関西生大喜利における多答のスペシャリスト・特効さん(敬称込)による、大喜利における多答のススメ。私はこれを読んで大いに感銘を受けた。自己分析もどきのnote記事にも書いている通り、私自身、大喜利においてはスピードタイプに属するためである。

大喜利におけるスピードタイプは、回答を考えて出すまでの速さと、それに伴う回答数の多さが特徴であり、無論そこにはメリットとデメリットが存在する。少なくとも普遍的ではなく、かなり特殊なプレースタイルであると言える。

では何故、私はスピードタイプになったのか。スピードタイプである故の利点や欠点とは何なのか。そういったことを自分なりに考え、雑多ながらまとめてみたのがこの記事である。あくまでも私見であるため、話半分に読み進めていただけたら幸い。


いつから私はスピードタイプになったか

思えば、生大喜利デビューを果たした2023年5月6日の時点で、私は多答をしていた。今に比べれば遥かに緊張もしていたし、出力も100%というわけではないが、それでも加点で2位、超加点で1位をマークできたという点からも、そこそこ頑張っていたことはご理解いただけると思う。

では、いつから私はスピードと数を重視した回答をするようになったのか。恐らくそのルーツはラジオ投稿時代にある。

様々な場で書いていることではあるが、私の大喜利における初タイトルは、JFN系のラジオ番組『SCHOOL OF LOCK!』における大喜利コーナー「キミのネタがよみたい。」の週間チャンピオンである(のちにグランドチャンピオン大会で優勝)。
このコーナーは、ツイッター上のハッシュタグに投稿された回答の中から、パーソナリティのとーやま校長(お笑いトリオ・グランジの遠山大輔さん)が数回答を毎日ピックアップし、独断で勝ち抜き回答を決める、というものだった。

毎日数件しか取り上げられないため、私は何より回答の母数を多くすることを選んだ。そのためにとったのが、週の最初にお題が出された瞬間、手持ちのノートに回答候補をブワーッと書き連ねる、という手法だった。当時の私には自由に使える端末がなかったこともあり、ひたすらアナログで、即時性はないが長期の記録に優れた方法をとらざるを得なかった、という方が正しいかもしれない。

お題が出た瞬間に、脳内で大量の連想を繰り返し、ピンときたものからノートに書き出していく。現在の生大喜利における私のスタイルと、ほとんど差がないのである。
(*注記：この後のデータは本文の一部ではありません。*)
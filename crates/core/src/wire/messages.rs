use serde::{Deserialize, Serialize};

use crate::event::GameEvent;

/// MessagePack array `[x, y]`, per spec 6.
#[derive(Debug, Clone, Copy, Default, PartialEq, Serialize, Deserialize)]
pub struct Vector2(pub f32, pub f32);

impl Vector2 {
    pub const ZERO: Vector2 = Vector2(0.0, 0.0);

    pub fn magnitude(self) -> f32 {
        (self.0 * self.0 + self.1 * self.1).sqrt()
    }

    pub fn normalized(self) -> Vector2 {
        let mag = self.magnitude();
        if mag < f32::EPSILON {
            Vector2::ZERO
        } else {
            Vector2(self.0 / mag, self.1 / mag)
        }
    }

    pub fn distance(self, other: Vector2) -> f32 {
        (self - other).magnitude()
    }
}

impl std::ops::Add for Vector2 {
    type Output = Vector2;
    fn add(self, rhs: Vector2) -> Vector2 {
        Vector2(self.0 + rhs.0, self.1 + rhs.1)
    }
}

impl std::ops::Sub for Vector2 {
    type Output = Vector2;
    fn sub(self, rhs: Vector2) -> Vector2 {
        Vector2(self.0 - rhs.0, self.1 - rhs.1)
    }
}

impl std::ops::Mul<f32> for Vector2 {
    type Output = Vector2;
    fn mul(self, rhs: f32) -> Vector2 {
        Vector2(self.0 * rhs, self.1 * rhs)
    }
}

#[derive(Debug, Clone, Copy, PartialEq, Eq, Serialize, Deserialize)]
pub enum AbilityTarget {
    None,
    Direction,
    Position,
}

/// One reported client input for a single simulation step (spec 6,
/// `player_input`). Carried inside `ClientMessage::PlayerInput`.
#[derive(Debug, Clone, Serialize, Deserialize)]
pub struct PlayerInput {
    pub sequence_number: u32,
    pub ack_sequence_number: u32,
    pub client_timestamp: f32,
    pub move_input: Vector2,
    pub is_sprinting: bool,
    pub aim_direction: f32,
    pub is_attacking: bool,
    pub ability_type: Option<String>,
    pub ability_target: Vector2,
}

#[derive(Debug, Clone, Serialize, Deserialize)]
pub enum ClientMessage {
    Connect {
        player_name: String,
        player_class: String,
        team_id: u8,
        auth_token: String,
    },
    Reconnect {
        session_token: String,
        player_name: String,
        client_timestamp: f32,
    },
    Heartbeat,
    PlayerInput(PlayerInput),
    LootGrab {
        loot_id: u64,
    },
    UseItem {
        item_id: u64,
        item_type: String,
        target_position: Vector2,
    },
    Extraction {
        action: String,
        extraction_id: u32,
    },
    Chat {
        message: String,
        chat_type: String,
    },
    TradeRequest {
        target_player_id: u32,
        offered_item_ids: Vec<u64>,
        requested_item_ids: Vec<u64>,
    },
    MessageAck {
        message_id: u64,
        success: bool,
        error_message: Option<String>,
    },
}

/// Per-player fields sent in a `world_update` snapshot (spec 4.13, 6).
#[derive(Debug, Clone, Serialize, Deserialize)]
pub struct PlayerStateUpdate {
    pub player_id: u32,
    pub position: Vector2,
    pub velocity: Vector2,
    pub aim_direction: f32,
    pub health: f32,
    pub max_health: f32,
    pub mana: f32,
    pub shield: f32,
    pub alive: bool,
    pub is_moving: bool,
    pub is_casting: bool,
    pub room_id: (i32, i32),
}

#[derive(Debug, Clone, Serialize, Deserialize)]
pub enum ServerMessage {
    ConnectResponse {
        player_id: u32,
        world_id: u64,
        is_lobby: bool,
        session_token: String,
        spawn_position: Vector2,
    },
    ReconnectResponse {
        success: bool,
        reason: Option<String>,
        player: Option<PlayerStateUpdate>,
        time_since_disconnect_secs: f32,
    },
    WorldUpdate {
        acknowledged_inputs: Vec<(u32, u32)>,
        server_time: f32,
        frame_number: i64,
        players: Vec<PlayerStateUpdate>,
        events: Vec<GameEvent>,
    },
    PlayerJoined {
        player_id: u32,
        player_name: String,
        team_id: u8,
    },
    PlayerDisconnected {
        player_id: u32,
    },
    GameStarted {
        world_id: u64,
    },
    LobbyUpdate {
        total_players: usize,
        min_players: usize,
    },
    Error {
        message: String,
    },
    Pong {
        timestamp: u64,
    },
    HeartbeatAck,
    /// Relayed chat line; the server does not interpret `chat_type` beyond
    /// choosing who it's forwarded to (room vs. team).
    ChatMessage {
        sender_id: u32,
        sender_name: String,
        message: String,
        chat_type: String,
    },
    /// Opaque trade offer relayed to its target; no trade state machine is
    /// implemented on top of it.
    TradeRequestForwarded {
        from_player_id: u32,
        offered_item_ids: Vec<u64>,
        requested_item_ids: Vec<u64>,
    },
}

#[cfg(test)]
mod tests {
    use super::*;

    #[test]
    fn vector2_normalization_has_unit_magnitude() {
        let v = Vector2(3.0, 4.0).normalized();
        assert!((v.magnitude() - 1.0).abs() < 1e-5);
    }

    #[test]
    fn zero_vector_normalizes_to_zero() {
        assert_eq!(Vector2::ZERO.normalized(), Vector2::ZERO);
    }
}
このコーナーが行われていたのは2020年なので、生大喜利デビューの3年前からスタイルは定まっていたと言える。

そういうルーツがあるため、ネット大喜利においても、一度集中して大量の候補を出したあと、それを自分なりに精査したり、チームメイトに提示して意見を求めたりすることがほとんどだった(そして、その手法は長考大喜利のシステムに向かないことを痛感し、次第に限界を感じたため、私はのちに長考への参加を控えることになる)。

私が大喜利をするときに考えている(であろう)こと

どうして多答をするに至ったかを記した。では、私はどのようにして多答しているのか。多答をするうえでのコツ、定石、テクニックはあるのか。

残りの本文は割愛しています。